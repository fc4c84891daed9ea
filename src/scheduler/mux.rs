//! Fan-in task multiplexer.
//!
//! Many per-file sources, one outbound task stream. Sources register at
//! any time; the run loop serves the source at the front of its queue
//! until that source is exhausted, then moves to the next one. This
//! file-at-a-time draining is a deliberate ordering choice, not an
//! accident of the queue: one file finishes before the next starts.

use anyhow::{anyhow, Result};
use std::collections::VecDeque;
use tokio::sync::mpsc;
use tokio::task::JoinHandle;

use super::source::{BlockTask, BlockTaskSource};

/// Handle to the running multiplexer. Dropping it (or calling
/// `shutdown`) closes registration, which stops the run loop once the
/// queued sources are drained or the task consumer goes away.
pub struct TaskScheduler {
    source_tx: mpsc::Sender<BlockTaskSource>,
    handle: JoinHandle<()>,
}

impl TaskScheduler {
    /// Start the run loop. The returned receiver is the single outbound
    /// task stream; hand it to the worker pool.
    pub fn spawn() -> (Self, mpsc::Receiver<BlockTask>) {
        let (source_tx, source_rx) = mpsc::channel(1);
        let (task_tx, task_rx) = mpsc::channel(1);
        let handle = tokio::spawn(run(source_rx, task_tx));
        (Self { source_tx, handle }, task_rx)
    }

    /// Register a new source. Safe to call from any task at any time;
    /// fails only after shutdown.
    pub async fn add_source(&self, source: BlockTaskSource) -> Result<()> {
        self.source_tx
            .send(source)
            .await
            .map_err(|_| anyhow!("task scheduler is stopped"))
    }

    /// Close registration and wait for the run loop to stop. Queued
    /// sources keep draining while the task receiver is alive; drop the
    /// receiver to abandon undelivered tasks.
    pub async fn shutdown(self) {
        drop(self.source_tx);
        let _ = self.handle.await;
    }
}

async fn run(mut source_rx: mpsc::Receiver<BlockTaskSource>, task_tx: mpsc::Sender<BlockTask>) {
    let mut queue: VecDeque<BlockTaskSource> = VecDeque::new();
    loop {
        // Take any pending registrations without blocking.
        while let Ok(source) = source_rx.try_recv() {
            tracing::debug!(file_key = source.file_key(), "source registered");
            queue.push_back(source);
        }
        if queue.is_empty() {
            // Nothing to serve: block until a source registers, or stop
            // once registration is closed.
            match source_rx.recv().await {
                Some(source) => {
                    tracing::debug!(file_key = source.file_key(), "source registered");
                    queue.push_back(source);
                }
                None => return,
            }
        }

        let Some(front) = queue.front_mut() else {
            continue;
        };
        if front.remaining() == 0 {
            let retired = queue.pop_front();
            if let Some(retired) = retired {
                tracing::debug!(file_key = retired.file_key(), "source exhausted");
            }
            continue;
        }
        let Some(task) = front.next_task() else {
            queue.pop_front();
            continue;
        };
        if front.remaining() == 0 {
            if let Some(retired) = queue.pop_front() {
                tracing::debug!(file_key = retired.file_key(), "source exhausted");
            }
        }
        // Blocking handoff: wait for a worker to accept. A dropped
        // receiver means the consumer is gone, so stop.
        if task_tx.send(task).await.is_err() {
            return;
        }
    }
}
//! Round-robin selection within the duty and other partitions.

use std::sync::Mutex;
use std::time::Instant;

use crate::file::BlockId;

/// External policy deciding block ownership and reporting topology drift.
pub trait DutyDecider: Send + Sync {
    /// True if the cluster topology changed after `since`, invalidating
    /// any partition computed at that time.
    fn changed_since(&self, since: Instant) -> bool;

    /// True if this node is primarily responsible for `block`.
    fn is_duty_block(&self, block: BlockId) -> bool;
}

#[derive(Clone, Copy)]
enum Partition {
    Duty,
    Other,
}

struct Inner {
    marks: Vec<bool>,
    duties: Vec<BlockId>,
    duty_cursor: usize,
    others: Vec<BlockId>,
    other_cursor: usize,
    last_refresh: Instant,
}

/// Classifies every block of a file as duty or other and serves each
/// partition in strict insertion order, wrapping around.
///
/// Blocks flagged via `mark_done` are purged lazily, in a batch when a
/// cursor wraps, so marking stays cheap relative to a full refresh. A
/// refresh reclassifies only unmarked blocks and swaps both lists, both
/// cursors, and the timestamp together under the lock, so readers never
/// observe a half-updated partition.
pub struct DutyPartitioner<D> {
    decider: D,
    inner: Mutex<Inner>,
}

impl<D: DutyDecider> DutyPartitioner<D> {
    pub fn new(decider: D, block_count: usize) -> Self {
        let mut inner = Inner {
            marks: vec![false; block_count],
            duties: Vec::new(),
            duty_cursor: 0,
            others: Vec::new(),
            other_cursor: 0,
            last_refresh: Instant::now(),
        };
        refresh(&mut inner, &decider);
        Self {
            decider,
            inner: Mutex::new(inner),
        }
    }

    /// Next duty block in rotation, or `None` when the duty partition is
    /// exhausted for this pass.
    pub fn select_duty(&self) -> Option<BlockId> {
        self.select(Partition::Duty)
    }

    /// Next other block in rotation, or `None` when the other partition
    /// is exhausted for this pass.
    pub fn select_other(&self) -> Option<BlockId> {
        self.select(Partition::Other)
    }

    /// Flag `block` as finished. It stays in its list until the next
    /// cursor wraparound purges it, and a later refresh will not
    /// reintroduce it.
    pub fn mark_done(&self, block: BlockId) {
        let mut inner = self.inner.lock().unwrap();
        if let Some(mark) = inner.marks.get_mut(block) {
            *mark = true;
        }
    }

    fn select(&self, partition: Partition) -> Option<BlockId> {
        let mut guard = self.inner.lock().unwrap();
        let inner = &mut *guard;
        if self.decider.changed_since(inner.last_refresh) {
            refresh(inner, &self.decider);
        }

        let marks = &inner.marks;
        let (list, cursor) = match partition {
            Partition::Duty => (&mut inner.duties, &mut inner.duty_cursor),
            Partition::Other => (&mut inner.others, &mut inner.other_cursor),
        };
        if list.is_empty() {
            return None;
        }
        if *cursor >= list.len() {
            // Wraparound: purge finished blocks, then start over.
            list.retain(|&block| !marks[block]);
            *cursor = 0;
        }
        if *cursor >= list.len() {
            return None;
        }
        let block = list[*cursor];
        *cursor += 1;
        Some(block)
    }
}

/// Rebuild both partitions from the decider, skipping finished blocks.
/// Caller holds the lock, so the swap is atomic to readers.
fn refresh<D: DutyDecider>(inner: &mut Inner, decider: &D) {
    let mut duties = Vec::with_capacity(inner.marks.len());
    let mut others = Vec::with_capacity(inner.marks.len());
    for block in 0..inner.marks.len() {
        if inner.marks[block] {
            continue;
        }
        if decider.is_duty_block(block) {
            duties.push(block);
        } else {
            others.push(block);
        }
    }
    inner.duties = duties;
    inner.others = others;
    inner.duty_cursor = 0;
    inner.other_cursor = 0;
    inner.last_refresh = Instant::now();
}
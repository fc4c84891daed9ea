//! Block scheduling.
//!
//! Per-file priority ordering (heap + task source) and the fan-in
//! multiplexer that turns many registered sources into one task stream
//! for the worker pool.

mod heap;
mod mux;
mod source;

pub use heap::{PriorityBlock, PriorityBlockHeap, PriorityDecider};
pub use mux::TaskScheduler;
pub use source::{BlockTask, BlockTaskSource};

__WHAT IS NEEDED__
Wherever a line of the listing above contains the string "BlockId", copy that line.

__EXERCISE OUTPUT__
use crate::file::BlockId;
    fn is_duty_block(&self, block: BlockId) -> bool;
    duties: Vec<BlockId>,
    others: Vec<BlockId>,
    pub fn select_duty(&self) -> Option<BlockId> {
    pub fn select_other(&self) -> Option<BlockId> {
    pub fn mark_done(&self, block: BlockId) {
    fn select(&self, partition: Partition) -> Option<BlockId> {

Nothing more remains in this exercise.